Tiwai Point aluminium smelter at Tiwai Point is being eyed by an Aussie billionaire
The Tiwai Point smelter is due to close in just over three years at a cost of 1000 jobs. Photo credit: File

By Phil Pennington of RNZ

An Australian billionaire is looking at using the aluminium smelter site at Tiwai Point near Bluff for environmentally friendly hydrogen production.

The smelter is due to close in just over three years at a cost of 1000 jobs and $400 million sucked annually from the Southland economy.

Dr Andrew Forrest, who founded and chairs the world's fourth-biggest iron ore producer, Fortescue Metals Group, has met with Southland councils and been in talks with government officials about fitting Tiwai Point into his ambitious global plans.

"The Southland region and its renewable energy potential makes it an exciting opportunity for development as a potential green hydrogen production and export hub," chief executive officer Julie Shuttleworth said in a statement to RNZ.

Forrest clashed recently with the Australian federal government over his forecast of a rapid end in sight for coal-fired energy and steel production.

He led a big Fortescue team that visited 47 countries last year, including New Zealand.

"[Fortescue] is assessing opportunities for projects globally, including in New Zealand, to support potential green operations," Shuttleworth said.

While the company signed up some renewable and green energy project deals on its tour, nothing regarding Tiwai Point was signed.

"We are pleased with our engagement with local stakeholders and government on the feasibility studies to date," Shuttleworth said.

Payment to clean up

The government and smelter owner Rio Tinto are still locked in a months-long wrangle over a site clean-up expected to cost well more than $300m.

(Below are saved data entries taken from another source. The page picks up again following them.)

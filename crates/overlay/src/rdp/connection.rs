//! Per-connection state: sequence variables, the sliding send and receive
//! windows, and the retained handshake/close packets.

use std::collections::VecDeque;
use std::time::{Duration, Instant};

use bytes::{Bytes, BytesMut};

use codec::rdp::{put_ack, put_data, put_syn, SynPayload, FLAG_ACK, MAX_EAK, SYN_OPT_SEQUENCED};

use super::{RdpAddr, RdpState};

/// Default receive window, in segments.
pub const RCV_MAX_DEFAULT: u32 = 1024;

/// Default largest acceptable segment, in octets.
pub const RBUF_MAX_DEFAULT: u32 = 1500;

/// Payload slice size for `send`.
pub const MAX_SEG_DATA: usize = 1024;

/// Initial retransmission timeout; doubles per retry.
pub const RT_INITIAL: Duration = Duration::from_secs(1);

#[derive(Debug)]
struct SendSlot {
    payload: Bytes,
    seqnum: u32,
    /// First transmission; anchors the broken-pipe ceiling.
    first_sent: Instant,
    /// Last (re)transmission; anchors the back-off.
    sent_time: Instant,
    rt_tout: Duration,
    is_sent: bool,
    is_acked: bool,
}

#[derive(Debug)]
struct RecvSlot {
    payload: Bytes,
    seqnum: u32,
    is_used: bool,
    is_eacked: bool,
}

/// A retained handshake packet, retransmitted with back-off until
/// acknowledged or the ceiling is hit.
#[derive(Debug, Clone, Copy)]
pub(super) struct RetainedSyn {
    pub flags: u8,
    pub started: Instant,
    pub time: Instant,
    pub tout: Duration,
}

/// A retained RST (or RST+FIN) driving the close handshake.
#[derive(Debug, Clone, Copy)]
pub(super) struct RetainedRst {
    pub flags: u8,
    pub seqnum: u32,
    pub started: Instant,
    pub time: Instant,
    pub tout: Duration,
    pub retry: bool,
}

Documents released under the OIA to the NZ Herald last month, show the government offered to pay Rio Tinto multi-millions of dollars, if it would in turn spend about $300m on a clean-up.

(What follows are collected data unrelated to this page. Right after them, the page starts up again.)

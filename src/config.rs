use std::fs::read_to_string;
use std::net::SocketAddr;

use anyhow::Result;
use clap::Parser;
use serde::Deserialize;

#[derive(Deserialize, Debug, Clone, Copy, PartialEq, Eq)]
#[serde(rename_all = "kebab-case")]
pub enum LogLevel {
    Error,
    Warn,
    Info,
    Debug,
    Trace,
}

impl LogLevel {
    pub fn as_level(&self) -> log::Level {
        match self {
            Self::Error => log::Level::Error,
            Self::Warn => log::Level::Warn,
            Self::Info => log::Level::Info,
            Self::Debug => log::Level::Debug,
            Self::Trace => log::Level::Trace,
        }
    }
}

#[derive(Deserialize, Debug, Clone)]
#[serde(rename_all = "kebab-case")]
pub struct Log {
    ///
    /// Log level
    ///
    /// An enum representing the available verbosity levels of the logger.
    ///
    #[serde(default = "Log::level")]
    pub level: LogLevel,
}

impl Log {
    fn level() -> LogLevel {
        LogLevel::Info
    }
}

impl Default for Log {
    fn default() -> Self {
        Self {
            level: Self::level(),
        }
    }
}

#[derive(Deserialize, Debug, Clone)]
#[serde(rename_all = "kebab-case")]
pub struct Overlay {
    ///
    /// Bind address
    ///
    /// The UDP socket address the node listens on. Every engine of the
    /// overlay shares this one socket.
    ///
    #[serde(default = "Overlay::listen")]
    pub listen: SocketAddr,
    ///
    /// Globally reachable
    ///
    /// Declare this node directly reachable from the internet, skipping
    /// NAT detection. Only set this on nodes with a public address.
    ///
    #[serde(default)]
    pub global: bool,
    ///
    /// Bootstrap endpoint
    ///
    /// An existing overlay node to join through. A node started without
    /// one waits for others to join it instead.
    ///
    #[serde(default)]
    pub bootstrap: Option<SocketAddr>,
    ///
    /// Node identifier override
    ///
    /// 40 hex digits. Useful for stable identities across restarts;
    /// omitted, the node draws a random identifier per run.
    ///
    #[serde(default)]
    pub id: Option<String>,
}

impl Overlay {
    fn listen() -> SocketAddr {
        "0.0.0.0:30800".parse().expect("default listen address")
    }
}

impl Default for Overlay {
    fn default() -> Self {
        Self {
            listen: Self::listen(),
            global: false,
            bootstrap: None,
            id: None,
        }
    }
}

#[derive(Deserialize, Debug, Clone, Default)]
#[serde(rename_all = "kebab-case")]
pub struct Config {
    #[serde(default)]
    pub overlay: Overlay,
    #[serde(default)]
    pub log: Log,
}

#[derive(Parser)]
#[command(version, about)]
struct Cli {
    /// Path to a JSON5 configuration file.
    #[arg(long, env = "WARREN_CONFIG")]
    config: Option<String>,
}

impl Config {
    pub fn load() -> Result<Self> {
        let cli = Cli::parse();
        match cli.config {
            Some(path) => Ok(serde_json5::from_str(&read_to_string(&path)?)?),
            None => Ok(Self::default()),
        }
    }
}

#[cfg(test)]
mod tests {
    use super::*;

    #[test]
    fn parses_kebab_case_json5() {
        let config: Config = serde_json5::from_str(
            r#"{
                overlay: {
                    listen: "127.0.0.1:31000",
                    global: true,
                    bootstrap: "198.51.100.1:30800",
                },
                log: { level: "debug" },
            }"#,
        )
        .unwrap();

        assert!(config.overlay.global);
        assert_eq!(config.overlay.listen.port(), 31000);
        assert_eq!(config.log.level, LogLevel::Debug);
    }

    #[test]
    fn defaults_fill_missing_sections() {
        let config: Config = serde_json5::from_str("{}").unwrap();
        assert!(!config.overlay.global);
        assert!(config.overlay.bootstrap.is_none());
        assert_eq!(config.log.level, LogLevel::Info);
    }
}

But the multinational rejected the offer.

Officials had warned ministers that $300m might well be too little and the "Crown will be seen to have agreed a level of remediation below what is necessary".

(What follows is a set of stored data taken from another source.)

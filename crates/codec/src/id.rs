use std::fmt;
use std::ops::{BitAnd, BitXor, Not, Shl, Shr};

use aws_lc_rs::digest;

use crate::Error;

/// Width of an overlay identifier in bytes.
pub const ID_LEN: usize = 20;

/// Number of bits in an overlay identifier.
pub const ID_BITS: usize = ID_LEN * 8;

/// A 160-bit overlay identifier.
///
/// Identifiers form a flat address space ordered as big-endian unsigned
/// integers. Closeness between two identifiers is their XOR treated as an
/// integer, which is what the routing table and every lookup sort by.
///
/// # Test
///
/// ```
/// use warren_codec::id::NodeId;
///
/// let a = NodeId::from_hex("00000000000000000000000000000000000000ff").unwrap();
/// let b = NodeId::from_hex("0000000000000000000000000000000000000f00").unwrap();
///
/// assert_eq!((a ^ b) ^ b, a);
/// assert!(a < b);
/// assert_eq!(a.to_string(), "00000000000000000000000000000000000000ff");
/// ```
#[derive(Clone, Copy, PartialEq, Eq, PartialOrd, Ord, Hash, Default)]
pub struct NodeId([u8; ID_LEN]);

impl NodeId {
    /// The all-zero identifier, used on the wire as "unknown destination".
    pub const ZERO: NodeId = NodeId([0u8; ID_LEN]);

    pub fn from_bytes(bytes: [u8; ID_LEN]) -> Self {
        Self(bytes)
    }

    /// Build an identifier from arbitrary-length input.
    ///
    /// Input longer than 20 bytes is truncated from the tail; shorter input
    /// is right-padded with zeros.
    pub fn from_slice(bytes: &[u8]) -> Self {
        let mut id = [0u8; ID_LEN];
        let n = bytes.len().min(ID_LEN);
        id[..n].copy_from_slice(&bytes[..n]);
        Self(id)
    }

    /// SHA-1 of `data`, which is exactly 160 bits wide.
    pub fn sha1(data: &[u8]) -> Self {
        let d = digest::digest(&digest::SHA1_FOR_LEGACY_USE_ONLY, data);
        Self::from_slice(d.as_ref())
    }

    pub fn as_bytes(&self) -> &[u8; ID_LEN] {
        &self.0
    }

    /// The identifier as 5 big-endian 32-bit words, most significant first.
    pub fn to_words(self) -> [u32; 5] {
        let mut w = [0u32; 5];
        for (i, word) in w.iter_mut().enumerate() {
            *word = u32::from_be_bytes([
                self.0[i * 4],
                self.0[i * 4 + 1],
                self.0[i * 4 + 2],
                self.0[i * 4 + 3],
            ]);
        }
        w
    }

    pub fn from_words(words: [u32; 5]) -> Self {
        let mut bytes = [0u8; ID_LEN];
        for (i, word) in words.iter().enumerate() {
            bytes[i * 4..i * 4 + 4].copy_from_slice(&word.to_be_bytes());
        }
        Self(bytes)
    }

    pub fn from_hex(hex: &str) -> Result<Self, Error> {
        if hex.len() != ID_LEN * 2 {
            return Err(Error::InvalidInput);
        }

        let mut bytes = [0u8; ID_LEN];
        for (i, byte) in bytes.iter_mut().enumerate() {
            *byte = u8::from_str_radix(&hex[i * 2..i * 2 + 2], 16)
                .map_err(|_| Error::InvalidInput)?;
        }

        Ok(Self(bytes))
    }

    pub fn is_zero(&self) -> bool {
        self.0.iter().all(|b| *b == 0)
    }

    /// An identifier with only bit `i` set, bit 0 being least significant.
    pub fn from_bit(i: usize) -> Self {
        debug_assert!(i < ID_BITS);
        let mut bytes = [0u8; ID_LEN];
        bytes[ID_LEN - 1 - i / 8] = 1 << (i % 8);
        Self(bytes)
    }

    pub fn leading_zeros(&self) -> u32 {
        let mut n = 0;
        for byte in self.0 {
            if byte == 0 {
                n += 8;
            } else {
                n += byte.leading_zeros();
                break;
            }
        }
        n
    }

    /// XOR distance to `other`.
    pub fn distance(&self, other: &NodeId) -> NodeId {
        *self ^ *other
    }

    /// Position of the highest bit in which `self` and `other` differ,
    /// in `[0, 159]`, or `None` when the identifiers are equal.
    ///
    /// This is the k-bucket index of `other` relative to `self`.
    ///
    /// # Test
    ///
    /// ```
    /// use warren_codec::id::NodeId;
    ///
    /// let a = NodeId::ZERO;
    /// let b = NodeId::from_bit(7);
    ///
    /// assert_eq!(a.bucket_index(&b), Some(7));
    /// assert_eq!(a.bucket_index(&a), None);
    /// ```
    pub fn bucket_index(&self, other: &NodeId) -> Option<usize> {
        let d = self.distance(other);
        if d.is_zero() {
            None
        } else {
            Some(ID_BITS - 1 - d.leading_zeros() as usize)
        }
    }
}

impl BitXor for NodeId {
    type Output = NodeId;

    fn bitxor(self, rhs: NodeId) -> NodeId {
        let mut out = [0u8; ID_LEN];
        for (i, byte) in out.iter_mut().enumerate() {
            *byte = self.0[i] ^ rhs.0[i];
        }
        NodeId(out)
    }
}

impl BitAnd for NodeId {
    type Output = NodeId;

    fn bitand(self, rhs: NodeId) -> NodeId {
        let mut out = [0u8; ID_LEN];
        for (i, byte) in out.iter_mut().enumerate() {
            *byte = self.0[i] & rhs.0[i];
        }
        NodeId(out)
    }
}

impl Not for NodeId {
    type Output = NodeId;

    fn not(self) -> NodeId {
        let mut out = [0u8; ID_LEN];
        for (i, byte) in out.iter_mut().enumerate() {
            *byte = !self.0[i];
        }
        NodeId(out)
    }
}

impl Shl<u32> for NodeId {
    type Output = NodeId;

    fn shl(self, n: u32) -> NodeId {
        if n as usize >= ID_BITS {
            return NodeId::ZERO;
        }

        let w = self.to_words();
        let word_shift = (n / 32) as usize;
        let bit_shift = n % 32;
        let mut out = [0u32; 5];

        for i in 0..5 {
            let src = i + word_shift;
            if src < 5 {
                out[i] = w[src] << bit_shift;
                if bit_shift > 0 && src + 1 < 5 {
                    out[i] |= w[src + 1] >> (32 - bit_shift);
                }
            }
        }

        NodeId::from_words(out)
    }
}

impl Shr<u32> for NodeId {
    type Output = NodeId;

    fn shr(self, n: u32) -> NodeId {
        if n as usize >= ID_BITS {
            return NodeId::ZERO;
        }

        let w = self.to_words();
        let word_shift = (n / 32) as usize;
        let bit_shift = n % 32;
        let mut out = [0u32; 5];

        for i in (0..5).rev() {
            if i < word_shift {
                continue;
            }

            let dst = i;
            let src = i - word_shift;
            out[dst] = w[src] >> bit_shift;
            if bit_shift > 0 && src > 0 {
                out[dst] |= w[src - 1] << (32 - bit_shift);
            }
        }

        NodeId::from_words(out)
    }
}

impl fmt::Display for NodeId {
    fn fmt(&self, f: &mut fmt::Formatter<'_>) -> fmt::Result {
        for byte in self.0 {
            write!(f, "{:02x}", byte)?;
        }
        Ok(())
    }
}

impl fmt::Debug for NodeId {
    fn fmt(&self, f: &mut fmt::Formatter<'_>) -> fmt::Result {
        write!(f, "NodeId({})", self)
    }
}

#[cfg(test)]
mod tests {
    use super::*;

    #[test]
    fn xor_is_involutive() {
        let a = NodeId::from_slice(&[0x12, 0x34, 0x56]);
        let b = NodeId::from_slice(&[0xff; 20]);

        assert_eq!((a ^ b) ^ b, a);
        assert_eq!(a ^ a, NodeId::ZERO);
    }

    #[test]
    fn ordering_is_big_endian_numeric() {
        let small = NodeId::from_bit(0);
        let big = NodeId::from_bit(159);

        assert!(small < big);
        assert!(NodeId::ZERO < small);
    }

    #[test]
    fn word_round_trip() {
        let id = NodeId::from_words([1, 2, 3, 4, 5]);
        assert_eq!(NodeId::from_words(id.to_words()), id);
        assert_eq!(id.as_bytes()[3], 1);
        assert_eq!(id.as_bytes()[19], 5);
    }

    #[test]
    fn hex_round_trip() {
        let id = NodeId::sha1(b"warren");
        let again = NodeId::from_hex(&id.to_string()).unwrap();
        assert_eq!(id, again);

        assert!(NodeId::from_hex("xyz").is_err());
    }

    #[test]
    fn slice_policy_pads_and_truncates() {
        let short = NodeId::from_slice(&[0xab]);
        assert_eq!(short.as_bytes()[0], 0xab);
        assert!(short.as_bytes()[1..].iter().all(|b| *b == 0));

        let long = NodeId::from_slice(&[0x11; 32]);
        assert_eq!(long, NodeId::from_slice(&[0x11; 20]));
    }

    #[test]
    fn shifts() {
        let one = NodeId::from_bit(0);
        assert_eq!(one << 159, NodeId::from_bit(159));
        assert_eq!(NodeId::from_bit(159) >> 159, one);
        assert_eq!(one << 160, NodeId::ZERO);
        assert_eq!((one << 33) >> 33, one);
    }

    #[test]
    fn bucket_index_is_msb_of_xor() {
        let base = NodeId::ZERO;
        for i in [0usize, 1, 7, 8, 31, 32, 64, 100, 159] {
            assert_eq!(base.bucket_index(&NodeId::from_bit(i)), Some(i));
        }

        let a = NodeId::from_slice(&[0x80]);
        let b = NodeId::from_slice(&[0xc0]);
        assert_eq!(a.bucket_index(&b), Some(158));
    }
}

Officials even gave the suggested payment a name, the "Southland Transition bond" - and elsewhere described it as a "balloon payment" enabling Rio Tinto to leave Southland.

A fallback option suggested in 2020 was for the Government to make an "upfront payment", in return for Rio Tinto committing to "achieve legal minimum remediation standards".

The documents show officials had expected, if the "balloon payment" was agreed, that the smelter would want to disguise it as more of the electricity transmission relief it has won in the past from the Crown, so that it would get a positive reputational spin out of it.

Councils meet Fortescue

Both Southland councils - Invercargill City and Environmental Southland - met with Fortescue representatives in October last year.

"Fortescue requested the meeting to brief us on their early thinking," the regional council said.

The Ministry of Business, Innovation and Employment said, in a statement, it had interactions with Fortescue on the potential use of the smelter site or "available electricity" should Rio Tinto exit.

"Fortescue has expressed an interest in developing a green hydrogen project at the site."

The discussions were to update agencies and ministers on where the project was at.

Fortescue said it was committed to empowering communities and safeguarding the environment.

It aims to make steel with hydrogen generated from renewable energy sources instead of from dirty coking coal, and plans to start building Australia's first green steel plant powered by hydrogen this year as a trial.

But Dr Forrest's prediction of the demise of Australia's coal industry put him offside with Canberra, which is backing coal for decades to come.

Fortescue, worth $41 billion, sends most of its iron ore to China.

MBIE said Fortescue was one of several organisations that have discussed with the government potential projects at Tiwai Point to use "the electricity that the smelter uses if or when Rio Tinto ceases operations".

The OIA documents show officials are not convinced the smelter will be shut.

Aluminium world prices have been on the up, and Rio Tinto secured a good deal on power from state-owned Meridian in January.

Negotiations have been fraught.

Officials advised ministers that Rio Tinto maintained that it regularly updated closure plans for all its smelters but "despite repeated requests, Rio Tinto has never provided any detailed information about its closure study [at Tiwai]".

The Government responded by suspending talks in March.

Ministers were told in February the best option was to keep talks suspended until New Zealand Aluminium Smelters has finished its closure study, which would not be until 2023.

"This approach puts the onus on Rio Tinto to satisfy the Crown's information needs in return for the financial relief that it seeks," a Treasury document said.

Officials were "very circumspect about the scope, quality and degree" to which the company's closure study would help fill in gaps for the Crown, but "there is no downside for the Crown in waiting" for the closure study to end.

The next best option was to resume talks just before smelter was due to shut in late 2024, putting pressure on Rio Tinto to do a deal if it wanted to keep operating.

As for paying Rio Tinto to encourage it to clean-up - a proposal the company rejected in 2020 - the documents say "officials recommend that a similar approach be taken to other large industrials" that faced closing down.